Mesmo assim, continuou desenhando e esculpindo até o fim, aos 88 anos,
às vésperas de seu 89º aniversário. “O trabalho foi a salvação e a causa
das mãos doentes de Michelangelo, que continuou em ação até seis dias
antes da sua morte”, diz Lazzeri.
HABILIDADE
A Pietà de Florença, uma das maravilhas que o mestre realizou apesar da dor que sentia
Apesar de suas obras mais famosas terem
sido feitas entre os 20 e os 40 anos de idade, o próprio artista
costumava dizer que “ninguém pode ser considerado um mestre antes do fim
de sua arte e de sua vida”. Debilitado pela osteoartrite, criou
obras-primas como uma série de Pietàs, incluindo a de Florença (na
foto), e os desenhos da Catedral de São Pedro, em Roma, além de várias
outras esculturas, pinturas e projetos arquitetônicos.

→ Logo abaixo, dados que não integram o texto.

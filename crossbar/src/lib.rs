//! This library turns a crossbar [`Schedule`] into a gate-level Verilog module.
//!
//! The [`CrossbarState`] tracks what every cell of the array holds while the schedule is
//! replayed. Each operation is checked against the rules of the hardware (operands must share a
//! line with each other, and only erased cells may be written), then applied to the state by the
//! [`Emitter`], which yields at most one continuous assignment. The [`Generator`] drives the
//! emitter over the whole schedule and assembles the module.
//!
//! [`Schedule`]: arche_schedule::Schedule

mod state;
mod hazard;
mod error;
mod emit;
mod codegen;

pub use state::{CellToken, CrossbarState};
pub use hazard::{Violation, can_write, check_alignment, check_chain, check_write, is_aligned};
pub use error::GenerateError;
pub use emit::{Assignment, Emitter, Expr, Term};
pub use codegen::{Artifact, BatchPolicy, Generator, GeneratorOptions, generate};
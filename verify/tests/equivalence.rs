use arche_crossbar::{GeneratorOptions, generate};
use arche_schedule::{NetlistBoundary, OutputBinding, Position, parse_schedule};
use arche_verify::{EquivalenceChecker, SimulationChecker};

fn build(steps: &str, inputs: &[&str], output: Position) -> String {
    let schedule = parse_schedule(steps).unwrap();
    let mut boundary = NetlistBoundary::new().output("y", OutputBinding::Cell(output));
    for input in inputs {
        boundary = boundary.input(*input);
    }
    generate("top", &schedule, &boundary, 3, 3, GeneratorOptions::default()).unwrap().verilog
}

fn and2() -> String {
    build(
        concat!(
            "[",
            r#"[["INPUT", [0, 0], "a"], ["INPUT", [1, 0], "b"]],"#,
            r#"[["NOT", [0, 0], [0, 1], "na"], ["NOT", [1, 0], [1, 1], "nb"]],"#,
            r#"["VNOR", [[0, 1], [1, 1], [2, 1]], "and"]"#,
            "]",
        ),
        &["a", "b"],
        Position::new(2, 1),
    )
}

fn or2() -> String {
    build(
        concat!(
            "[",
            r#"[["INPUT", [0, 0], "a"], ["INPUT", [1, 0], "b"]],"#,
            r#"["VNOR", [[0, 0], [1, 0], [2, 0]], "nor"],"#,
            r#"["NOT", [2, 0], [2, 1], "or"]"#,
            "]",
        ),
        &["a", "b"],
        Position::new(2, 1),
    )
}

#[test]
fn test_double_inversion() {
    let inverted = build(
        concat!(
            "[",
            r#"["INPUT", [0, 0], "a"],"#,
            r#"["NOT", [0, 0], [0, 1], "n1"],"#,
            r#"["NOT", [0, 1], [0, 2], "n2"]"#,
            "]",
        ),
        &["a"],
        Position::new(0, 2),
    );
    let direct = build(r#"[["INPUT", [0, 0], "a"]]"#, &["a"], Position::new(0, 0));
    let result = SimulationChecker::new().check(&inverted, &direct).unwrap();
    assert!(result.equivalent);
}

#[test]
fn test_and_against_or() {
    let result = SimulationChecker::new().check(&and2(), &or2()).unwrap();
    assert!(!result.equivalent);
}

#[test]
fn test_against_reference() {
    let and_reference = "module ref(a, b, y);\ninput a, b;\noutput y;\nassign y = a & b;\nendmodule\n";
    let or_reference = "module ref(a, b, y);\ninput a, b;\noutput y;\nassign y = a | b;\nendmodule\n";
    let checker = SimulationChecker::new();
    assert!(checker.check(&and2(), and_reference).unwrap().equivalent);
    assert!(checker.check(&or2(), or_reference).unwrap().equivalent);
    assert!(!checker.check(&or2(), and_reference).unwrap().equivalent);
}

Professor de
história da arte da Universidade Estadual de Campinas (Unicamp) e
curador-chefe do Museu de Arte de São Paulo (Masp) entre 1995 e 1997,
Luiz Cesar Marques Filho considera que em sua fase final Michelangelo
usava muito a técnica “non finito”, um gosto pelo esboço comum a vários
gênios que se libertam da execução pormenorizada em favor da elaboração
da ideia. “Não acredito que isso se deva à artrite e até diria que as
obras da velhice são as mais interessantes”, afirma.
Hoje, a osteoartrite é uma aflição que
atinge 9,6% dos homens e 18% das mulheres acima de 60 anos no mundo, com
80% sofrendo limitações de movimentos e 25% impossibilitados de fazer
atividades cotidianas, de acordo com a Organização Mundial da Saúde
(OMS). A realização de atividade física repetitiva por mais de 10 anos
aumenta o risco em 9,3 vezes. Michelangelo entrou para as estatísticas
dessa e de outras doenças, como atestam diversas pesquisas (leia
quadro). Sua personalidade obsessiva, reclusa e antissocial fez com que
se levantasse a hipótese de que fosse portador da síndrome de Asperger,
uma forma de autismo, mas historiadores ainda especulam que ele possa
ter sido contaminado por chumbo, uma enfermidade comum a pintores por
causa do contato constante com tintas. A intoxicação às vezes carrega
sintomas psicológicos, como a depressão, e também pode explicar o
comportamento do mestre. Daqui para frente, a equipe quer confirmar as
conclusões diretamente no cadáver de Michelangelo. Eles pressionarão as
autoridades italianas para exumar o corpo e conduzir exames nos restos
mortais. “A descoberta vai aumentar o interesse sobre a evolução da
produção do artista ao longo de sua carreira”, afirma Lazzeri.